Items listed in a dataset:
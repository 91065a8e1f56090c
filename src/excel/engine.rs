//! Template population: header fields, hierarchical item table, group
//! subtotals, relocated footer and the closing total chain.

use regex::Regex;
use std::path::{Path, PathBuf};
use std::sync::{Arc, OnceLock};
use umya_spreadsheet::{Spreadsheet, Worksheet};

use super::footer;
use super::merge;
use super::numeric::{apply_precision, deduction_factor, parse_number, round_down_2, row_height_for};
use super::style::{self, FMT_ACCOUNTING, FMT_CURRENCY, FMT_QUANTITY};
use super::subtotals::{self, WrittenRow};
use crate::error::{EngineError, EngineResult};
use crate::logging::RunLog;
use crate::models::{ColumnMap, Field, HeaderMetadata, Level, RowEntry, DEFAULT_OUTPUT_NAME, DEFAULT_ROW_HEIGHT};
use crate::types::{BudgetTotals, GeneratedBudget};

/// Table body row used when the template has no description header.
pub const DEFAULT_TABLE_START: u32 = 15;
const TABLE_SCAN_ROWS: u32 = 50;
const TABLE_MARKERS: &[&str] = &["DESCRIÇÃO", "DISCRIMINAÇÃO"];

/// One labeled metadata cell of the sheet header.
#[derive(Debug, Clone, PartialEq)]
pub struct HeaderField {
    pub cell: &'static str,
    pub text: String,
    pub bold: bool,
}

pub fn header_fields(meta: &HeaderMetadata) -> Vec<HeaderField> {
    let field = |cell, text: String, bold| HeaderField { cell, text, bold };
    vec![
        field("A8", format!("CAMPUS: {}", meta.institution), true),
        field("A9", format!("SETOR:  {}", meta.sector), true),
        field("A10", format!("SERVIDOR: {}", meta.requester), true),
        field("A13", format!("ORÇAMENTO ELABORADO POR: {}", meta.preparer), true),
        field("A14", format!("ESTAGIÁRIO: {}", meta.intern), true),
        field("C15", meta.title.to_uppercase(), false),
        field(
            "A18",
            format!("DATA DE ELABORAÇÃO DO ORÇAMENTO: {} (VALIDADE: 45 DIAS)", meta.date),
            true,
        ),
        field("E18", format!("CÓDIGO ORÇAFASCIO:  {}", meta.budget_code), true),
        field("E21", format!("NÚMERO DO PROCESSO:  {}", meta.process_number), true),
        field("D22", format!("FISCAL DO SERVIÇO: {}", meta.fiscal_agent), true),
    ]
}

/// Strip characters Windows rejects in file names.
pub fn sanitize_file_name(name: &str) -> String {
    static ILLEGAL: OnceLock<Regex> = OnceLock::new();
    let re = ILLEGAL.get_or_init(|| Regex::new(r#"[<>:"/\\|?*]"#).expect("file name regex"));
    let cleaned = re.replace_all(name.trim(), "").trim().to_string();
    if cleaned.is_empty() {
        DEFAULT_OUTPUT_NAME.to_string()
    } else {
        cleaned
    }
}

/// State of one generation: both workbooks and where the copy goes.
/// Dropping it releases both handles.
struct RunContext {
    template: Spreadsheet,
    output: Spreadsheet,
    output_path: PathBuf,
}

/// Rows emitted into the table body.
#[derive(Debug, Default)]
struct EmittedTable {
    written: Vec<WrittenRow>,
    next_row: u32,
    items_total: f64,
}

pub struct TemplateEngine {
    output_dir: PathBuf,
    log: Arc<dyn RunLog>,
}

impl TemplateEngine {
    pub fn new(output_dir: impl Into<PathBuf>, log: Arc<dyn RunLog>) -> Self {
        Self {
            output_dir: output_dir.into(),
            log,
        }
    }

    pub fn output_path_for(&self, meta: &HeaderMetadata) -> PathBuf {
        self.output_dir
            .join(format!("{}.xlsx", sanitize_file_name(&meta.output_name)))
    }

    /// Populate a copy of `template_path` with `rows`. The template itself is
    /// never written; on failure the copy may be left partially written.
    pub fn generate(
        &self,
        rows: &[RowEntry],
        template_path: &Path,
        columns: &ColumnMap,
        meta: &HeaderMetadata,
    ) -> EngineResult<GeneratedBudget> {
        self.log.info(&format!(
            "Generating budget '{}' from {} rows",
            meta.output_name,
            rows.len()
        ));
        let result = self.run(rows, template_path, columns, meta);
        match &result {
            Ok(budget) => self
                .log
                .info(&format!("Saved: {}", budget.output_path.display())),
            Err(e) => self.log.error(&format!("Generation failed: {}", e)),
        }
        result
    }

    fn run(
        &self,
        rows: &[RowEntry],
        template_path: &Path,
        columns: &ColumnMap,
        meta: &HeaderMetadata,
    ) -> EngineResult<GeneratedBudget> {
        let mut ctx = self.prepare(template_path, meta, rows)?;

        let sheet = ctx.output.get_active_sheet_mut();
        write_header_fields(sheet, meta);

        let table_start = find_table_start(sheet);
        self.log.debug(&format!("Table body starts at row {}", table_start));

        let table = self.emit_rows(sheet, rows, columns, meta, table_start);
        let group_count = subtotals::insert_group_subtotals(sheet, &table.written);

        let footer_start = table.next_row;
        footer::render_footer(
            ctx.template.get_active_sheet(),
            ctx.output.get_active_sheet_mut(),
            footer_start,
            table_start,
            meta.bdi,
        );

        umya_spreadsheet::writer::xlsx::write(&ctx.output, &ctx.output_path)
            .map_err(|e| EngineError::workbook(e.to_string()))?;

        self.log
            .debug(&format!("{} group subtotals written", group_count));

        let item_count = table
            .written
            .iter()
            .filter(|w| w.level == Level::Item)
            .count();
        Ok(GeneratedBudget {
            output_path: ctx.output_path,
            table_start,
            last_item_row: footer_start - 1,
            footer_start,
            item_count,
            group_count: table.written.len() - item_count,
            totals: totals_for(table.items_total, meta.bdi),
        })
    }

    fn prepare(
        &self,
        template_path: &Path,
        meta: &HeaderMetadata,
        rows: &[RowEntry],
    ) -> EngineResult<RunContext> {
        if !template_path.exists() {
            return Err(EngineError::TemplateNotFound(
                template_path.display().to_string(),
            ));
        }
        if rows.is_empty() {
            return Err(EngineError::EmptyBudget);
        }
        std::fs::create_dir_all(&self.output_dir)?;
        let output_path = self.output_path_for(meta);
        std::fs::copy(template_path, &output_path)?;

        let output = umya_spreadsheet::reader::xlsx::read(&output_path)
            .map_err(|e| EngineError::workbook(e.to_string()))?;
        let template = umya_spreadsheet::reader::xlsx::read(template_path)
            .map_err(|e| EngineError::workbook(e.to_string()))?;
        Ok(RunContext {
            template,
            output,
            output_path,
        })
    }

    fn emit_rows(
        &self,
        sheet: &mut Worksheet,
        rows: &[RowEntry],
        columns: &ColumnMap,
        meta: &HeaderMetadata,
        table_start: u32,
    ) -> EmittedTable {
        let mut table = EmittedTable {
            next_row: table_start,
            ..Default::default()
        };
        for entry in rows {
            let row = table.next_row;
            table.items_total += self.emit_row(sheet, row, entry, columns, meta);
            table.written.push(WrittenRow {
                row,
                level: entry.level,
            });
            table.next_row += 1;
        }
        table
    }

    /// Write one table row. Returns the row's native ROUNDDOWN total (0 for groups).
    fn emit_row(
        &self,
        sheet: &mut Worksheet,
        row: u32,
        entry: &RowEntry,
        columns: &ColumnMap,
        meta: &HeaderMetadata,
    ) -> f64 {
        merge::clear_row_merges(sheet, row);

        let text_fields = [
            (1, Field::Item),
            (2, Field::Code),
            (3, Field::Source),
            (4, Field::Description),
        ];
        for (col, field) in text_fields {
            write_text(sheet, col, row, columns.lookup(entry, field));
        }

        let mut total = 0.0;
        if entry.level == Level::Item {
            write_text(sheet, 5, row, columns.lookup(entry, Field::Unit));

            let quantity = self.numeric_field(entry, columns, Field::Quantity, row, meta);
            let price = self.numeric_field(entry, columns, Field::UnitPrice, row, meta);
            if let Some(q) = quantity {
                write_number(sheet, 6, row, q, FMT_QUANTITY);
            }
            if let Some(p) = price {
                write_number(sheet, 7, row, p, FMT_CURRENCY);
            }
            write_formula(sheet, 8, row, &format!("ROUNDDOWN(F{row}*G{row},2)"), FMT_ACCOUNTING);
            total = round_down_2(quantity.unwrap_or(0.0) * price.unwrap_or(0.0));
        }

        style::apply_level_style(sheet, row, entry.level);
        let base = meta.row_height.unwrap_or(DEFAULT_ROW_HEIGHT);
        let height = row_height_for(columns.lookup(entry, Field::Description), base);
        sheet.get_row_dimension_mut(&row).set_height(height);
        total
    }

    fn numeric_field(
        &self,
        entry: &RowEntry,
        columns: &ColumnMap,
        field: Field,
        row: u32,
        meta: &HeaderMetadata,
    ) -> Option<f64> {
        let raw = columns.lookup(entry, field);
        let value = apply_precision(parse_number(raw), meta.precision);
        if value.is_none() && !raw.trim().is_empty() {
            self.log.debug(&format!(
                "Row {}: {} value '{}' is not a number, cell left blank",
                row,
                field.key(),
                raw
            ));
        }
        value
    }
}

/// Write the labeled header cells, landing on merge anchors.
pub fn write_header_fields(sheet: &mut Worksheet, meta: &HeaderMetadata) {
    for field in header_fields(meta) {
        let Some((col, row)) = merge::parse_cell_ref(field.cell) else {
            continue;
        };
        let target = merge::write_target(sheet, col, row);
        let cell = sheet.get_cell_mut(target);
        cell.set_value_string(field.text);
        cell.get_style_mut().get_font_mut().set_bold(field.bold);
    }
}

/// First body row: one below the description header in column D, else row 15.
pub fn find_table_start(sheet: &Worksheet) -> u32 {
    (1..TABLE_SCAN_ROWS)
        .find(|&row| {
            let text = sheet.get_value((4, row)).to_uppercase();
            TABLE_MARKERS.iter().any(|m| text.contains(m))
        })
        .map(|row| row + 1)
        .unwrap_or(DEFAULT_TABLE_START)
}

fn writable_cell(sheet: &mut Worksheet, col: u32, row: u32) -> &mut umya_spreadsheet::Cell {
    if merge::is_covered(sheet, col, row) {
        merge::clear_cell_merge(sheet, col, row);
    }
    sheet.get_cell_mut((col, row))
}

fn write_text(sheet: &mut Worksheet, col: u32, row: u32, text: &str) {
    writable_cell(sheet, col, row).set_value_string(text);
}

fn write_number(sheet: &mut Worksheet, col: u32, row: u32, value: f64, format: &str) {
    let cell = writable_cell(sheet, col, row);
    cell.set_value_number(value);
    style::set_number_format(cell.get_style_mut(), format);
}

fn write_formula(sheet: &mut Worksheet, col: u32, row: u32, formula: &str, format: &str) {
    let cell = writable_cell(sheet, col, row);
    cell.set_formula(formula);
    style::set_number_format(cell.get_style_mut(), format);
}

/// Native mirror of the footer chain over the items' ROUNDDOWN totals.
pub fn totals_for(subtotal: f64, bdi: f64) -> BudgetTotals {
    let bdi_amount = subtotal * bdi;
    let with_bdi = subtotal + bdi_amount;
    let deduction = with_bdi * deduction_factor(bdi);
    BudgetTotals {
        subtotal,
        bdi_amount,
        with_bdi,
        deduction,
        grand_total: with_bdi - deduction,
    }
}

* [Your instructions]
An exact copy of the lines above between the line holding "entry, columns, meta);" and the line holding "Field::Quantity, row, meta);", inclusive, is the whole answer.

* [Completed exercise]
            table.items_total += self.emit_row(sheet, row, entry, columns, meta);
            table.written.push(WrittenRow {
                row,
                level: entry.level,
            });
            table.next_row += 1;
        }
        table
    }

    /// Write one table row. Returns the row's native ROUNDDOWN total (0 for groups).
    fn emit_row(
        &self,
        sheet: &mut Worksheet,
        row: u32,
        entry: &RowEntry,
        columns: &ColumnMap,
        meta: &HeaderMetadata,
    ) -> f64 {
        merge::clear_row_merges(sheet, row);

        let text_fields = [
            (1, Field::Item),
            (2, Field::Code),
            (3, Field::Source),
            (4, Field::Description),
        ];
        for (col, field) in text_fields {
            write_text(sheet, col, row, columns.lookup(entry, field));
        }

        let mut total = 0.0;
        if entry.level == Level::Item {
            write_text(sheet, 5, row, columns.lookup(entry, Field::Unit));

            let quantity = self.numeric_field(entry, columns, Field::Quantity, row, meta);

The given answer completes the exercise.